« Ce n’est que le début d’un grand changement ». Ainsi parlait une mère dans le très bon documentaire de Amal Mogaizel sur le Mariage Gay, Et les enfants alors? diffusé sur France 5 la semaine dernière. Avec la loi qui a été adoptée hier par le Sénat, les environs du jardin du Luxembourg vont retrouver leur calme. Quoique. Ce lendemain de vote, c’était encore des dizaines de cars de CRS qui bloquaient la rue de Tournon pour « sécuriser » l’entrée du palais face à une vingtaine de manifestants de Civitas. Après avoir récité toute la semaine des « Je vous salue Marie pleine de grâce » agenouillés au milieu de la rue devant un poster de la Vierge avec leurs drapeaux des chevaliers du Christ-Roi , ces catholiques purs et durs étaient ce mercredi soir sous la pluie battante avec un haut-parleur pour se livrer à une sorte de chasse aux sorcières bien peu « charitable » en scandant « doit être battu aux prochaines élections » suivi du nom de tous les sénateurs ayant voté pour le mariage pour tous. Un peu avant, une femme arrivée la première avec deux drapeaux bleu blanc rouge se fit méchamment insulter par une jeune femme poussant une poussette sur le trottoir dans un quartier où l’on est plus riche bohème que catholique croyant. Quant à Frigide Barjot, toute de rose vêtue avec une couverture étalée sur le dos qui pouvait laisser à penser qu’elle comptait dormir sur place.., c’est son arrivée lundi soir en scooter pour rencontrer selon ses dires le Président Raffarin qui lui valu de s’entendre dire par un policier en civil fonçant droit sur elle, « Votre présence affole tout le monde »...De quoi transformer la chambre haute de la République, plutôt habituée à « ronronner » tranquille, en citadelle imprenable, défendue par des camions équipés de barrières de protection.
Un loi qui valide un état de fait
Tout ça pour ça serait-on tenté de dire… avec une loi qui ne fait que confirmer ce qui dans les faits existe déjà- l’existence de familles où les deux parents sont homosexuels.

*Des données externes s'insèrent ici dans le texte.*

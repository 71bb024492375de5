//! # Validation Pipeline
//!
//! Wires the stages together for the two document shapes:
//!
//! - full configuration: load → merge includes → schema + cross-reference
//! - protocol fragment: load → wrap → schema
//!
//! Each stage finishes before the next starts. A [`ConfigError`] from any
//! stage ends the run; findings are accumulated into a [`Report`].

use std::path::{Path, PathBuf};

use serde_json::Value;

use crate::crossref::check_cross_references;
use crate::error::ConfigError;
use crate::fragment::{protocol_from_stem, wrap_fragment};
use crate::loader::{into_document, Document, DocumentLoader, YamlFileLoader};
use crate::merge::merge_includes;
use crate::report::Report;
use crate::validate::ConfigValidator;

/// Load the document at `path` and fold in its includes.
pub fn assemble(path: &Path, loader: &dyn DocumentLoader) -> Result<Document, ConfigError> {
    let root = into_document(loader.load(path)?, path)?;
    let merged = merge_includes(root, path, loader)?;
    tracing::info!(
        path = %path.display(),
        connectors = collection_len(&merged, "connectors"),
        bridges = collection_len(&merged, "bridges"),
        "assembled configuration"
    );
    Ok(merged)
}

/// Schema and cross-reference findings for an already assembled document.
pub fn check_document(document: Document, validator: &ConfigValidator) -> Report {
    let cross_reference = check_cross_references(&document);
    let schema = validator.validate(&Value::Object(document));
    Report::new(schema, cross_reference)
}

/// Validate the full configuration at `path`.
///
/// # Errors
///
/// Returns the first fatal problem met while loading or merging.
/// Schema and cross-reference problems are in the returned [`Report`].
pub fn validate_config(
    path: &Path,
    validator: &ConfigValidator,
    loader: &dyn DocumentLoader,
) -> Result<Report, ConfigError> {
    let document = assemble(path, loader)?;
    let report = check_document(document, validator);
    tracing::info!(path = %path.display(), findings = report.len(), "validated configuration");
    Ok(report)
}

/// Load the fragment at `path` and wrap it as a `protocol` connector.
pub fn assemble_fragment(
    path: &Path,
    protocol: &str,
    loader: &dyn DocumentLoader,
) -> Result<Document, ConfigError> {
    Ok(wrap_fragment(loader.load(path)?, protocol))
}

/// Schema findings for an already wrapped fragment.
pub fn check_fragment(wrapped: Document, validator: &ConfigValidator) -> Report {
    Report::new(validator.validate(&Value::Object(wrapped)), Vec::new())
}

/// Validate the protocol fragment at `path`, declared as `protocol`.
///
/// Cross-reference checks do not run in this mode.
pub fn validate_fragment(
    path: &Path,
    protocol: &str,
    validator: &ConfigValidator,
    loader: &dyn DocumentLoader,
) -> Result<Report, ConfigError> {
    let wrapped = assemble_fragment(path, protocol, loader)?;
    let report = check_fragment(wrapped, validator);
    tracing::info!(
        path = %path.display(),
        protocol,
        findings = report.len(),
        "validated fragment"
    );
    Ok(report)
}

/// Why one template in a batch did not pass.
#[derive(Debug)]
pub enum FragmentProblem {
    /// The fragment loaded but the grammar rejected it.
    Findings(Report),
    /// The fragment could not be loaded.
    Fatal(ConfigError),
}

/// A template that did not pass.
#[derive(Debug)]
pub struct FragmentFailure {
    /// File that was checked.
    pub path: PathBuf,
    /// Protocol type derived from the file stem.
    pub protocol: String,
    /// What went wrong.
    pub problem: FragmentProblem,
}

/// Outcome of validating a directory of protocol templates.
#[derive(Debug, Default)]
pub struct FragmentBatchReport {
    /// Number of template files found.
    pub total: usize,
    /// Number that validated cleanly.
    pub passed: usize,
    /// Everything else, in file order.
    pub failures: Vec<FragmentFailure>,
}

impl FragmentBatchReport {
    /// True when every template passed.
    pub fn is_clean(&self) -> bool {
        self.failures.is_empty()
    }
}

/// Validate every `*.yaml` / `*.yml` file in `dir` as a fragment whose
/// protocol type comes from the file stem (`modbus_rtu.yaml` → `modbus-rtu`).
///
/// Files are processed in sorted order. A file that cannot be loaded is
/// recorded as that file's failure; the batch continues.
///
/// # Errors
///
/// Only when `dir` itself cannot be listed.
pub fn validate_protocol_dir(
    dir: &Path,
    validator: &ConfigValidator,
) -> Result<FragmentBatchReport, ConfigError> {
    let read_err = |source| ConfigError::DocumentRead {
        path: dir.to_path_buf(),
        source,
    };

    let mut files = Vec::new();
    for entry in std::fs::read_dir(dir).map_err(read_err)? {
        let path = entry.map_err(read_err)?.path();
        let is_yaml = path
            .extension()
            .and_then(|e| e.to_str())
            .is_some_and(|e| e == "yaml" || e == "yml");
        if is_yaml && path.is_file() {
            files.push(path);
        }
    }
    files.sort();

    let loader = YamlFileLoader;
    let mut batch = FragmentBatchReport {
        total: files.len(),
        ..FragmentBatchReport::default()
    };

    for path in files {
        let stem = path
            .file_stem()
            .and_then(|s| s.to_str())
            .unwrap_or_default();
        let protocol = protocol_from_stem(stem);
        let problem = match validate_fragment(&path, &protocol, validator, &loader) {
            Ok(report) if report.is_clean() => {
                batch.passed += 1;
                continue;
            }
            Ok(report) => FragmentProblem::Findings(report),
            Err(err) => FragmentProblem::Fatal(err),
        };
        tracing::debug!(path = %path.display(), protocol = %protocol, "template failed");
        batch.failures.push(FragmentFailure {
            path,
            protocol,
            problem,
        });
    }

    tracing::info!(
        dir = %dir.display(),
        total = batch.total,
        passed = batch.passed,
        "validated protocol templates"
    );
    Ok(batch)
}

fn collection_len(document: &Document, key: &str) -> usize {
    document
        .get(key)
        .and_then(Value::as_object)
        .map_or(0, |m| m.len())
}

Que ce soit par insémination artificielle à l’étranger comme en Espagne-pays l’autorisant bien que très catholique, avec l’aide d’une mère porteuse comme en Ukraine -coût 80 000 euros- ou par adoption, des milliers d’enfants sont déjà là; les protéger afin que le parent conjoint ne soit pas privé de ses droits en cas de décès du parent « biologique », éviter qu’avant d’accoucher, une mère ne soit obligée de devoir rédiger son testament en faveur de sa conjointe ou qu’en cas de séparation, les deux parents aient les mêmes droits en matière de garde comme dans un couple hétérosexuel, voilà qui était plus que souhaitable. Ce qui est à regretter en revanche c’est qu’il ne soit obligé d’en passer pour cela par le mariage -qui n’est qu’une forme de contrat civil comme une autre mais dont la sémantique même a enflammé les catholiques! La plupart des enfants de couples hétérosexuels ne naissent-ils pas aujourd’hui hors mariage avec pour autant l’assurance de droits conjoints ? « On découvre ici que les couples ne se valent pas » regrette un père même si 62 % des Français se sont prononcés en faveur du mariage pour tous avec cette idée de tolérance envers la différence. Car « légiférer c’est avant tout organiser ce qui n’est pas naturel, civiliser la nature » rappelle une avocate tandis que la psychanalyste Elisabeth Roudinesco confirme que les enfants recherchent avant tout de l’amour et une qualité de lien avec leurs parents en faisant très facilement abstraction de la sexualité de ceux-ci. A voir le visage de ceux qui étaient dans ce documentaire, nés de parents (qui, rappelons- le, furent jusqu’en 1981 considérés par l’OMS comme des « malades mentaux »), on était volontiers prêt à le croire même si en donnant la parole aux opposants, le réalisateur a bien montré toutes les difficultés de certains face à cette famille qui a tellement évolué en un siècle.